How will the COVID-19 pandemic affect my commercial contracts?

As a business owner, you’re already taking steps to respond to the Covid-19 pandemic, prepare for it to get worse and protect your business, staff and customers as far as you can. If you are likely to have difficulties in meeting your contractual obligations or a contracting party has given an indication that it will fail to adhere to the contractual terms due to Covid-19, it’s time to carefully review your contract to determine your options.

So what should you be looking at when it comes to the commercial contracts you have in place?

The key clause to look at is the force majeure clause. Some legal systems have specific legal definitions of force majeure, which apply whether or not the contract contains a force majeure clause. However, that is not the case in England and Wales. Under English law, force majeure is not defined, either in statute or under case law. This means the concept of force majeure will not be implied in a contract. In other words, you can only rely on it if it is expressly covered in the contract.
Force majeure provisions differ from contract to contract (if they contain them at all). As a general rule, if a contract does contain a force majeure clause, it is important to consider:

Whether the definition of force majeure event covers ‘epidemic’, ‘disease’ or similar (if not, the clause is unlikely to bite, unless there is some form of ‘catch-all’ wording);
What obligations are placed on you and the contracting parties if a force majeure event occurs (e.g. regarding notification, taking steps to mitigate, etc.); and
What the implications of a force majeure event actually are, in particular with regards to termination of the contract.

It is also important to consider when any force majeure clause can be relied upon. Some clauses are widely drafted, in that they refer to failure to or delay in performing the contracts that arises from or is due to a force majeure event.

In our view, under those contracts, it might be possible to rely on the force majeure clauses where it has become very difficult (but not impossible) to perform the contract. Other force majeure clauses might be stricter, in that they use a phrases such as ‘unable to’ or ‘impossible to’ perform the contract. In those circumstances, the force majeure clause may only be available if complete lockdown is ordered by the government.

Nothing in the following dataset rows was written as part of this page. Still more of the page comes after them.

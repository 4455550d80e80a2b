//! Callback capabilities an application attaches to endpoints.
//!
//! Each role asks only for the capabilities it fires: a plain stream needs [`StreamHandler`],
//! a server-side session additionally needs [`SessionHandler::on_start`], a client needs
//! [`ClientHandler::on_connect`]. The compiler checks the capability when the handler is
//! attached, so there is no need for empty placeholder callbacks.
//!
//! Callbacks run on the endpoint's background tasks and must not block for long. A handler
//! that wants to write back from `on_read` usually keeps a clone of its endpoint and drops it
//! in `on_close`, which breaks the reference cycle.

use std::net::SocketAddr;

use crate::error::SocketError;

/// Lifecycle notifications shared by every endpoint kind.
pub trait EventHandler: Send + Sync + 'static {
    /// Fired exactly once, during teardown.
    fn on_close(&self);

    /// Fired for I/O failures. Always followed by `on_close`.
    fn on_exception(&self, err: &SocketError);
}

pub trait StreamHandler: EventHandler {
    /// Receives the exact bytes returned by one read.
    fn on_read(&self, data: &[u8]);
}

pub trait SessionHandler: StreamHandler {
    /// Fired once the reader and writer tasks of an accepted connection are running.
    fn on_start(&self);
}

pub trait ClientHandler: StreamHandler {
    /// Fired once per dial attempt with its outcome.
    ///
    /// On success the endpoint is already running when this fires, so `on_read` for the new
    /// connection may be delivered before `on_connect(true)`.
    fn on_connect(&self, connected: bool);
}

/// Listener side callbacks. `S` is the connection type the listener produces.
pub trait AcceptHandler<S>: EventHandler {
    /// Fired once the listener is bound, before the first accept.
    fn on_start(&self);

    /// Receives every accepted connection. Wrapping it in an endpoint is up to the handler.
    fn on_accept(&self, stream: S);
}

pub trait DatagramHandler: EventHandler {
    /// Fired once the socket is bound.
    fn on_start(&self);

    /// Receives one datagram and its sender.
    fn on_read(&self, data: &[u8], from: SocketAddr);
}
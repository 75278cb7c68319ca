//! TLS client adapter for the batch upload.
//!
//! Implements [`SecureConnector`] / [`SecureSession`]: one TCP connection
//! per flush, wrapped in TLS, exposing the server's leaf certificate
//! fingerprint so the uploader can apply its pinning policy.
//!
//! ## cfg gating
//!
//! - **`target_os = "espidf"`**: `std::net::TcpStream` (lwIP) wrapped in an
//!   mbedTLS client session with SNI.  Chain validation is left to the
//!   fingerprint pin.
//! - **all other targets**: plaintext `TcpStream` for host-side testing.
//!   The "presented certificate" is configured on the connector, so the
//!   pinning paths can be exercised against a local listener.

use std::io;
use std::net::{TcpStream, ToSocketAddrs};
use std::time::Duration;

#[cfg(not(target_os = "espidf"))]
use std::io::{Read, Write};

use log::{info, warn};

use crate::app::ports::{SecureConnector, SecureSession};
use crate::batch::Fingerprint;
use crate::error::UploadError;

// ───────────────────────────────────────────────────────────────
// ESP-IDF platform helpers (mbedTLS)
// ───────────────────────────────────────────────────────────────
#[cfg(target_os = "espidf")]
mod esp_impl;

// ───────────────────────────────────────────────────────────────
// Connector
// ───────────────────────────────────────────────────────────────

#[derive(Debug, Default)]
pub struct TlsConnector {
    #[cfg(not(target_os = "espidf"))]
    presented_certificate: Option<Vec<u8>>,
}

impl TlsConnector {
    pub fn new() -> Self {
        Self::default()
    }

    /// Host only: sessions report the fingerprint of `der` as the peer
    /// certificate.
    #[cfg(not(target_os = "espidf"))]
    pub fn presenting(der: &[u8]) -> Self {
        Self {
            presented_certificate: Some(der.to_vec()),
        }
    }
}

/// Resolve `host` and open a TCP connection within `connect_timeout_ms`,
/// trying each resolved address in turn.
fn open_tcp(
    host: &str,
    port: u16,
    connect_timeout_ms: u32,
    io_timeout_ms: u32,
) -> Result<TcpStream, UploadError> {
    let addrs = (host, port).to_socket_addrs().map_err(|e| {
        warn!("TLS: resolving {} failed: {}", host, e);
        UploadError::ConnectFailed
    })?;

    let connect_timeout = Duration::from_millis(u64::from(connect_timeout_ms.max(1)));
    let io_timeout = Duration::from_millis(u64::from(io_timeout_ms.max(1)));

    let mut last = UploadError::ConnectFailed;
    for addr in addrs {
        match TcpStream::connect_timeout(&addr, connect_timeout) {
            Ok(stream) => {
                stream
                    .set_read_timeout(Some(io_timeout))
                    .and_then(|()| stream.set_write_timeout(Some(io_timeout)))
                    .map_err(|_| UploadError::ConnectFailed)?;
                info!("TLS: TCP connected to {}", addr);
                return Ok(stream);
            }
            Err(e) => {
                warn!("TLS: connect to {} failed: {}", addr, e);
                last = map_io(&e, UploadError::ConnectFailed);
            }
        }
    }
    Err(last)
}

/// Timeouts keep their identity; anything else becomes `otherwise`.
fn map_io(e: &io::Error, otherwise: UploadError) -> UploadError {
    match e.kind() {
        io::ErrorKind::TimedOut | io::ErrorKind::WouldBlock => UploadError::Timeout,
        _ => otherwise,
    }
}

impl SecureConnector for TlsConnector {
    type Session = TlsSession;

    #[cfg(target_os = "espidf")]
    fn connect(
        &mut self,
        host: &str,
        port: u16,
        connect_timeout_ms: u32,
        io_timeout_ms: u32,
    ) -> Result<TlsSession, UploadError> {
        let stream = open_tcp(host, port, connect_timeout_ms, io_timeout_ms)?;
        let client = esp_impl::esp_connect(stream, host)?;
        Ok(TlsSession { client })
    }

    #[cfg(not(target_os = "espidf"))]
    fn connect(
        &mut self,
        host: &str,
        port: u16,
        connect_timeout_ms: u32,
        io_timeout_ms: u32,
    ) -> Result<TlsSession, UploadError> {
        let stream = open_tcp(host, port, connect_timeout_ms, io_timeout_ms)?;
        info!("TLS(sim): plaintext session to {}:{}", host, port);
        Ok(TlsSession {
            stream,
            peer: self
                .presented_certificate
                .as_deref()
                .map(Fingerprint::of_certificate),
        })
    }
}

// ───────────────────────────────────────────────────────────────
// Session
// ───────────────────────────────────────────────────────────────

/// One upload's connection.  Dropping it closes the socket.
pub struct TlsSession {
    #[cfg(target_os = "espidf")]
    client: esp_impl::EspTlsClient,

    #[cfg(not(target_os = "espidf"))]
    stream: TcpStream,
    #[cfg(not(target_os = "espidf"))]
    peer: Option<Fingerprint>,
}

impl SecureSession for TlsSession {
    #[cfg(target_os = "espidf")]
    fn peer_fingerprint(&self) -> Option<Fingerprint> {
        self.client.peer_fingerprint()
    }

    #[cfg(target_os = "espidf")]
    fn write_all(&mut self, data: &[u8]) -> Result<(), UploadError> {
        esp_impl::esp_write_all(&mut self.client, data)
    }

    #[cfg(target_os = "espidf")]
    fn read(&mut self, buf: &mut [u8]) -> Result<usize, UploadError> {
        esp_impl::esp_read(&mut self.client, buf)
    }

    #[cfg(not(target_os = "espidf"))]
    fn peer_fingerprint(&self) -> Option<Fingerprint> {
        self.peer
    }

    #[cfg(not(target_os = "espidf"))]
    fn write_all(&mut self, data: &[u8]) -> Result<(), UploadError> {
        self.stream
            .write_all(data)
            .map_err(|e| map_io(&e, UploadError::WriteFailed))
    }

    #[cfg(not(target_os = "espidf"))]
    fn read(&mut self, buf: &mut [u8]) -> Result<usize, UploadError> {
        self.stream
            .read(buf)
            .map_err(|e| map_io(&e, UploadError::ConnectFailed))
    }
}

// ───────────────────────────────────────────────────────────────
// Tests (host simulation)
// ───────────────────────────────────────────────────────────────
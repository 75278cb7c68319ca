//! NTC thermistor probe (10 kOhm @ 25 C, B = 3950).
//!
//! The board carries a single NTC probe on ADC1 rather than a one-wire
//! probe bus, so [`TemperatureProbe`] index 0 is the only valid index.
//!
//! Wired in a voltage-divider with a fixed 10 kOhm resistor, read via
//! ADC1. The simplified Beta (Steinhart-Hart) equation converts
//! resistance to temperature.
//!
//! ## Dual-target design
//!
//! On ESP-IDF: reads the ADC1 oneshot channel initialised by hw_init.
//! On host/test: reads from a static AtomicU16 for injection.

#[cfg(not(target_os = "espidf"))]
use core::sync::atomic::{AtomicU16, Ordering};

use crate::app::ports::TemperatureProbe;
#[cfg(target_os = "espidf")]
use crate::drivers::hw_init;
use crate::error::SensorError;

#[cfg(not(target_os = "espidf"))]
static SIM_TEMP_ADC: AtomicU16 = AtomicU16::new(2048);

#[cfg(not(target_os = "espidf"))]
pub fn sim_set_temp_adc(raw: u16) {
    SIM_TEMP_ADC.store(raw, Ordering::Relaxed);
}

const R25: f32 = 10_000.0;
const BETA: f32 = 3950.0;
const T25_K: f32 = 298.15;
const R_DIVIDER: f32 = 10_000.0;
const ADC_MAX: f32 = 4095.0;
const V_REF: f32 = 3.3;
/// Divider voltages this close to a rail mean an open or shorted probe.
const RAIL_MARGIN_V: f32 = 0.01;

/// A single thermistor on the board; only probe index 0 exists.
pub struct NtcThermistor {
    adc_channel: u32,
}

impl NtcThermistor {
    pub fn new(adc_channel: u32) -> Self {
        Self { adc_channel }
    }

    pub fn adc_channel(&self) -> u32 {
        self.adc_channel
    }

    #[cfg(target_os = "espidf")]
    fn read_adc(&self) -> Option<u16> {
        hw_init::adc1_read(self.adc_channel)
    }

    #[cfg(not(target_os = "espidf"))]
    fn read_adc(&self) -> Option<u16> {
        Some(SIM_TEMP_ADC.load(Ordering::Relaxed))
    }
}

/// Convert a raw 12-bit ADC sample to Celsius.
pub fn adc_to_celsius(raw: u16) -> Result<f32, SensorError> {
    let voltage = (raw as f32 / ADC_MAX) * V_REF;
    if voltage <= RAIL_MARGIN_V || voltage >= (V_REF - RAIL_MARGIN_V) {
        return Err(SensorError::Disconnected);
    }
    let r_ntc = R_DIVIDER * voltage / (V_REF - voltage);
    let inv_t = (1.0 / T25_K) + (1.0 / BETA) * (r_ntc / R25).ln();
    if inv_t <= 0.0 {
        return Err(SensorError::OutOfRange);
    }
    Ok((1.0 / inv_t) - 273.15)
}

impl TemperatureProbe for NtcThermistor {
    fn read_celsius(&mut self, index: u8) -> Result<f32, SensorError> {
        if index != 0 {
            return Err(SensorError::ReadFailed);
        }
        let raw = self.read_adc().ok_or(SensorError::ReadFailed)?;
        adc_to_celsius(raw)
    }
}
//! Hardware adapter: bridges the board's peripherals to domain port traits.
//!
//! Owns the WiFi link, the thermistor and the epoch source, exposing them
//! through [`ConnectivityPort`], [`TemperatureProbe`] and [`EpochSource`]
//! so the node can take all three as one call-site argument.  On
//! non-espidf targets the underlying adapters use cfg-gated simulation.

use crate::adapters::time::SystemEpoch;
use crate::adapters::wifi::WifiLink;
use crate::app::ports::{ConnectivityPort, EpochSource, TemperatureProbe};
use crate::error::SensorError;
use crate::sensors::thermistor::NtcThermistor;

/// Concrete adapter that combines the board's I/O behind port traits.
pub struct HardwareAdapter {
    wifi: WifiLink,
    thermistor: NtcThermistor,
    epoch: SystemEpoch,
}

impl HardwareAdapter {
    pub fn new(wifi: WifiLink, thermistor: NtcThermistor, epoch: SystemEpoch) -> Self {
        Self {
            wifi,
            thermistor,
            epoch,
        }
    }

    pub fn wifi_mut(&mut self) -> &mut WifiLink {
        &mut self.wifi
    }
}

// ── ConnectivityPort implementation ───────────────────────────

impl ConnectivityPort for HardwareAdapter {
    fn is_connected(&self) -> bool {
        self.wifi.is_connected()
    }
}

// ── TemperatureProbe implementation ───────────────────────────

impl TemperatureProbe for HardwareAdapter {
    fn read_celsius(&mut self, index: u8) -> Result<f32, SensorError> {
        self.thermistor.read_celsius(index)
    }
}

// ── EpochSource implementation ────────────────────────────────

impl EpochSource for HardwareAdapter {
    fn current_epoch(&mut self) -> Option<u32> {
        self.epoch.current_epoch()
    }
}
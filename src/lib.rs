//! HMD sensor node firmware library.
//!
//! A PIR motion sensor and an NTC thermistor feed JSON telemetry records
//! that are broadcast over UDP and batched for HTTPS upload.  Exposes the
//! pure-logic modules for integration testing.  All ESP-IDF-specific code
//! is guarded by `#[cfg(target_os = "espidf")]` within each module.

#![deny(unused_must_use)]

pub mod app;
pub mod batch;
pub mod clock;
pub mod config;
pub mod error;
pub mod pins;
pub mod publish;
pub mod scheduler;
pub mod telemetry;
pub mod timer;

// Platform modules; the ESP-IDF implementations are guarded by cfg
// attributes inside, with host simulations otherwise.
pub mod adapters;
pub mod drivers;
pub mod sensors;
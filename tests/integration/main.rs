//! Integration test driver for `tests/integration/` submodule.
//!
//! Each `mod` below maps to a file that exercises a specific subsystem
//! against mock adapters.  All tests run on the host (x86_64) with no
//! real hardware or network required.

mod mock_net;
mod node_tests;
mod uploader_tests;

Either way, it will be important to be able to demonstrate that it is the Covid-19 outbreak itself which has caused the non-performance / imperfect performance of the contract.

Are there any other options if I can’t rely on the force majeure clause?

If you can’t rely on a force majeure clause, it might be possible to apply ‘frustration’. The Law Reform (Frustrated Contracts) Act 1943 applies where:

Contract is governed by English law;
The contract becomes impossible for the affected party to perform or is otherwise “frustrated”; and
due to this frustrating event, the parties are discharged from their duties under the contract and the contract is “frustrated”.

The test under the Act is very high, as performance must either be impossible, or the frustrating event has made the performance of the contract result in something that is so radically different from what was originally envisaged that the original obligations are, in effect, incapable of being performed. In practice, it is not easy to succeed with a frustration argument. That being said, it is worth considering given the serious impact Covid-19 is having on businesses and the supply chains.

What about breach of contract?

Where neither force majeure nor frustration can be relied on, many businesses are likely to find themselves in breach of contract. In those circumstances, you should consider:

The consequences of the breach of contract. How serious is the breach? Does it amount to a repudiatory breach, such that the other party is entitled to terminate the contract. Does the contract itself say anything about the consequences of the breach?
Whether the contract contains a ‘dispute resolution’, ‘arbitration’ or similar clause, and the impact of the same; and
Whether any steps can be taken to mitigate / minimise the other party’s loss that flows from the breach. Are there any steps that can be taken to work with the other party to limit its loss and thus any potential claim?

Practical steps you can take right now:

Rather than waiting until you need to rely on force majeure or frustration, we recommend engaging with suppliers and customers to start discussing Covid-19 and its implications. You might be able to discuss a possible renegotiation, or postponement of obligations. Be aware that in order to be effective, many contracts will stipulate that variations must be in writing.

You should also consider the longer term implications of relying upon force majeure. When the outbreak is over, you will want your suppliers and customers to be in a good position and to still have a relationship with them. It might be preferable to use your contractual right as a bargaining chip rather than actually acting on it – in other words, discuss reducing / modifying your obligations rather than avoiding them completely.

You might also find you are able to perform some, but not all, of your contractual obligations. In this case, you should consider the terms of each contract carefully and balance the pros and cons of:

Partially performing all;
Performing those that bring the most benefit; and/or
Performing the contract that carries the greatest risk of being successfully sued if breached.
Legal advice is necessary when trying to calculate risk under (c) above, but (a) and (b) are largely commercial considerations.

It is also worth considering the force majeure clauses in any contracts you enter into over the coming months. For the avoidance of any doubt, it would be sensible to expressly refer to Covid-19 in any definition of force majeure event.